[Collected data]
********************
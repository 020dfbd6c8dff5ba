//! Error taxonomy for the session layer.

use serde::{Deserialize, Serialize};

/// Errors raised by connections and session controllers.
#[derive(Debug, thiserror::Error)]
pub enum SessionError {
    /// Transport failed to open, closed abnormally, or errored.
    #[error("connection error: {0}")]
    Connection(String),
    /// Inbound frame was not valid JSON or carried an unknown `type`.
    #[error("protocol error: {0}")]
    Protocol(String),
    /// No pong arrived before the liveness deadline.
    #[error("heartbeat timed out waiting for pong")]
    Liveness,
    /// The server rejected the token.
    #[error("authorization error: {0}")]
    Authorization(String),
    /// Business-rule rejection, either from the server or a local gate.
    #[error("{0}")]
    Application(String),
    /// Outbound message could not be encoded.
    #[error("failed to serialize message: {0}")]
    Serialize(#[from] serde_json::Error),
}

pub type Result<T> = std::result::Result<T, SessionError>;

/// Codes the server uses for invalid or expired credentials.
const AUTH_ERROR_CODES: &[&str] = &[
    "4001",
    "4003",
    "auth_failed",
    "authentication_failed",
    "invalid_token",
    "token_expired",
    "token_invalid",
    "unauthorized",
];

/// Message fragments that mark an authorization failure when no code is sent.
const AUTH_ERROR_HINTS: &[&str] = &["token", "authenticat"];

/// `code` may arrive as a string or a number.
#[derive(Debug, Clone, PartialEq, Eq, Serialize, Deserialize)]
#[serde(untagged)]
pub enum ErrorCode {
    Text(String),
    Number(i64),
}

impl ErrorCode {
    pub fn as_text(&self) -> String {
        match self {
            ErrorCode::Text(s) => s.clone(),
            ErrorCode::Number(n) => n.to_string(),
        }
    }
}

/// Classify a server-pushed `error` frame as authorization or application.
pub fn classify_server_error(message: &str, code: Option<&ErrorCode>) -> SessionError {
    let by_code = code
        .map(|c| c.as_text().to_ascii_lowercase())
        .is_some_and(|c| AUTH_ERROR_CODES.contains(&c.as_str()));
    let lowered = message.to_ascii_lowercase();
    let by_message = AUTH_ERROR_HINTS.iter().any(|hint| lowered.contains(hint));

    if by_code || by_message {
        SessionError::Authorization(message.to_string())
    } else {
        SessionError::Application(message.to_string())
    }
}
********************
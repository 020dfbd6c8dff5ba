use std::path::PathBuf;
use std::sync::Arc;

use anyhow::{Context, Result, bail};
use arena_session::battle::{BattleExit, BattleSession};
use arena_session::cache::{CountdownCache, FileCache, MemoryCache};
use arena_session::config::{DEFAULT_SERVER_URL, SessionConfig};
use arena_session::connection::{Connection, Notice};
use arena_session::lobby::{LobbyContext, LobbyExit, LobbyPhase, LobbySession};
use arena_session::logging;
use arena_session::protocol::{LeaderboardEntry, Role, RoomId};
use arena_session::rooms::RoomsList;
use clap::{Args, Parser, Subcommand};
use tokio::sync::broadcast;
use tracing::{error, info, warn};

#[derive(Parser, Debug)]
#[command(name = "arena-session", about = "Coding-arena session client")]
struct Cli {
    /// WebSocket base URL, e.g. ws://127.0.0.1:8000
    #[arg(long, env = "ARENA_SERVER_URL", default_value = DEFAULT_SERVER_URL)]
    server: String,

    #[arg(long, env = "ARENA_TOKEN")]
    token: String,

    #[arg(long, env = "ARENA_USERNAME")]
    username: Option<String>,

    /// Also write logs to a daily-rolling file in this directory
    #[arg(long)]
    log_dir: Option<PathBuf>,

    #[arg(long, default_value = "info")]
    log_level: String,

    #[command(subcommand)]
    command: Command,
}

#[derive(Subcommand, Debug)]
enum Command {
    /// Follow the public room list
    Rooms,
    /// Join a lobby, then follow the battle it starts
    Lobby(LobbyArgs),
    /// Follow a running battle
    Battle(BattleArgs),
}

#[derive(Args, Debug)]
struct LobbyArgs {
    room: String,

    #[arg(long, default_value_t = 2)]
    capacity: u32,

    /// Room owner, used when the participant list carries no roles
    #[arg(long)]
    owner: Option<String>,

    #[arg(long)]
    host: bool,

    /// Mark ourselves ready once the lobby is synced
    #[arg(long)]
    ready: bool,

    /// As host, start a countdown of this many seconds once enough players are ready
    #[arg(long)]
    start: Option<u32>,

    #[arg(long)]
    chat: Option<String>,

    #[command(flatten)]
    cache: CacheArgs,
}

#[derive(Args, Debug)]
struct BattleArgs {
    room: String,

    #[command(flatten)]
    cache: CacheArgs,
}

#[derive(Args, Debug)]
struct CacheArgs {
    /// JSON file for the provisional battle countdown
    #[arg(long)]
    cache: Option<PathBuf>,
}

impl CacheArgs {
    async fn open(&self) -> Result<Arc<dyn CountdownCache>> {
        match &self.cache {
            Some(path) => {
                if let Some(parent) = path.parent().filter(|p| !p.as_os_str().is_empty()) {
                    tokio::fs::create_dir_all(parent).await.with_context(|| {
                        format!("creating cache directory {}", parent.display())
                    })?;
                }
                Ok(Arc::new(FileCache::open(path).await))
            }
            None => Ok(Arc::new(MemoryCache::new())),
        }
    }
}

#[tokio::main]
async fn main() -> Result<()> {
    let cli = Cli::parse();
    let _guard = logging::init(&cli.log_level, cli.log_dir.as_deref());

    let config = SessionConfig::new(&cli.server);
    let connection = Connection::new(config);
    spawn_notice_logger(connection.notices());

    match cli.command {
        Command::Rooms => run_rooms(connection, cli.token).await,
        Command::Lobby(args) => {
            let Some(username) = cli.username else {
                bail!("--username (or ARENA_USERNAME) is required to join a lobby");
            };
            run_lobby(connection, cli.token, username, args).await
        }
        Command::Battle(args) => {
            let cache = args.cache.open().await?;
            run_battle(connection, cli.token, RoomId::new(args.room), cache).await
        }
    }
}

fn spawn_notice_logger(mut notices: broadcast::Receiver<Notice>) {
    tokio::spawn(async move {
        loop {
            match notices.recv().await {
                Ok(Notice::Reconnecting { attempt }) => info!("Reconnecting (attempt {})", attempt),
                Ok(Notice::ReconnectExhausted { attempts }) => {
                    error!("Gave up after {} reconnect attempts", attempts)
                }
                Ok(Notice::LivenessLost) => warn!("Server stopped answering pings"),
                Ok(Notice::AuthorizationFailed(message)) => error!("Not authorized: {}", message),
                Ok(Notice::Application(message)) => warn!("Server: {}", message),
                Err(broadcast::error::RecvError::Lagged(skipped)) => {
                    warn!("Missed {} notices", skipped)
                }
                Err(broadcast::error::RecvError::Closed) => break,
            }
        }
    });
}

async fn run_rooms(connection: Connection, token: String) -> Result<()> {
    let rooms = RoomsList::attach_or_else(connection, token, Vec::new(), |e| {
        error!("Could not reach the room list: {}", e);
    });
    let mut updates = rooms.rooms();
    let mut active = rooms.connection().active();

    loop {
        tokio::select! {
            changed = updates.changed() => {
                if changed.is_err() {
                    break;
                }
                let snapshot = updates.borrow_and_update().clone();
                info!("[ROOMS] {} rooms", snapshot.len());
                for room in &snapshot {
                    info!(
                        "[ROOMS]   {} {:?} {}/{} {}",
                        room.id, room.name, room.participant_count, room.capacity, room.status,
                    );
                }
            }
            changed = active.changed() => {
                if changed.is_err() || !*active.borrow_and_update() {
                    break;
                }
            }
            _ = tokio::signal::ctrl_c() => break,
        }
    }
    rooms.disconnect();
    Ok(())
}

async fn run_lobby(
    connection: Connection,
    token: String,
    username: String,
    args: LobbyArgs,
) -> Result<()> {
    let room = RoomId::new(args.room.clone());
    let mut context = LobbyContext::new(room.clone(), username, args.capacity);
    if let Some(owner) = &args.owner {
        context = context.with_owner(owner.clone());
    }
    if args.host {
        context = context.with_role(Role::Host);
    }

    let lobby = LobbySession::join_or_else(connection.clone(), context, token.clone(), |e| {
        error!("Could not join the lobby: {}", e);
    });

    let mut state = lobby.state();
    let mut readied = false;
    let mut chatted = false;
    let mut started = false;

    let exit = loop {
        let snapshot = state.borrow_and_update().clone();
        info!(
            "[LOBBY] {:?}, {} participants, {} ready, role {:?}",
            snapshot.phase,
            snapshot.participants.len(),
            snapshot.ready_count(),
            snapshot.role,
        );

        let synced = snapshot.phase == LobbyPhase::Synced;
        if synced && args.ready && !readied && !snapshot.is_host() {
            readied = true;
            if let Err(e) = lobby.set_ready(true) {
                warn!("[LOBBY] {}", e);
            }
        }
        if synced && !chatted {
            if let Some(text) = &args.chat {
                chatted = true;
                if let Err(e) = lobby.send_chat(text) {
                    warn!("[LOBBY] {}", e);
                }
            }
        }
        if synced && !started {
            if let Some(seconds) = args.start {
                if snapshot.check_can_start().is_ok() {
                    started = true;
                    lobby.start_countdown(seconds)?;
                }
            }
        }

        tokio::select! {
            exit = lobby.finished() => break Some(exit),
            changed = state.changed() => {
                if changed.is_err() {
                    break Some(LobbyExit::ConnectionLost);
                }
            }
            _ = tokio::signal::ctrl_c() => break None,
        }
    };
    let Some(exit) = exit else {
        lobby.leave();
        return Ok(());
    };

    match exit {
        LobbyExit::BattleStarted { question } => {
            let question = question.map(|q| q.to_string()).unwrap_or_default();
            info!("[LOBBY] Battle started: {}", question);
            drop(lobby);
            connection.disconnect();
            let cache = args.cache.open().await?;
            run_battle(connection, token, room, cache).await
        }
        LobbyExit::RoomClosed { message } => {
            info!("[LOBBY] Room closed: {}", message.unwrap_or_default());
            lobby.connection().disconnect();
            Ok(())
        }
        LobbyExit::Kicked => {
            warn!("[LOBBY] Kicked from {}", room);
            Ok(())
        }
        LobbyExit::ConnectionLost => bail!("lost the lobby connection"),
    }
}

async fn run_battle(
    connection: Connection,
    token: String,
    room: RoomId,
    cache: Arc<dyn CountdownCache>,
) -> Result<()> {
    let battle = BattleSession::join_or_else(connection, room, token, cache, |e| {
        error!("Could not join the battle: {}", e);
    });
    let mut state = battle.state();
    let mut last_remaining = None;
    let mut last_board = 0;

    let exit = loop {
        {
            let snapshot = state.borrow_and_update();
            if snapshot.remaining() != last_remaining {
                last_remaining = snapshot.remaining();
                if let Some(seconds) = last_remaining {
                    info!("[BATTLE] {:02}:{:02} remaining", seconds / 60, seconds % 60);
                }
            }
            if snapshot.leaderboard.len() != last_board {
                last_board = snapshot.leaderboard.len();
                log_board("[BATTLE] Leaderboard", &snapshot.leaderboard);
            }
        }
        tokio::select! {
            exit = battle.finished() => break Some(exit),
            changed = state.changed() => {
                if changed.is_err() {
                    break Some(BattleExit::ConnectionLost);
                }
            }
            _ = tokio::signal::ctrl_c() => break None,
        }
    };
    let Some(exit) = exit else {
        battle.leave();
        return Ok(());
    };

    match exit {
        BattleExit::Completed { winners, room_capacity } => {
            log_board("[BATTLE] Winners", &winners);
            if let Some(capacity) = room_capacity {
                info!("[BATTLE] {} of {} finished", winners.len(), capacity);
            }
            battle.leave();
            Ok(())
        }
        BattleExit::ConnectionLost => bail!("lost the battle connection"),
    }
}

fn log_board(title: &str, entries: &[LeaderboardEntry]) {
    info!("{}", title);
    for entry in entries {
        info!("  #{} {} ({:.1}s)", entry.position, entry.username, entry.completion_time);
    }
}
********************
◆ **WORK REQUIRED**
Starting with the line above that holds "readied = true;" and stopping with the line that holds "if let Some(seconds) = args.start", reproduce each line exactly, omitting all other lines.

◆ **FINISHED TASK**
            readied = true;
            if let Err(e) = lobby.set_ready(true) {
                warn!("[LOBBY] {}", e);
            }
        }
        if synced && !chatted {
            if let Some(text) = &args.chat {
                chatted = true;
                if let Err(e) = lobby.send_chat(text) {
                    warn!("[LOBBY] {}", e);
                }
            }
        }
        if synced && !started {
            if let Some(seconds) = args.start {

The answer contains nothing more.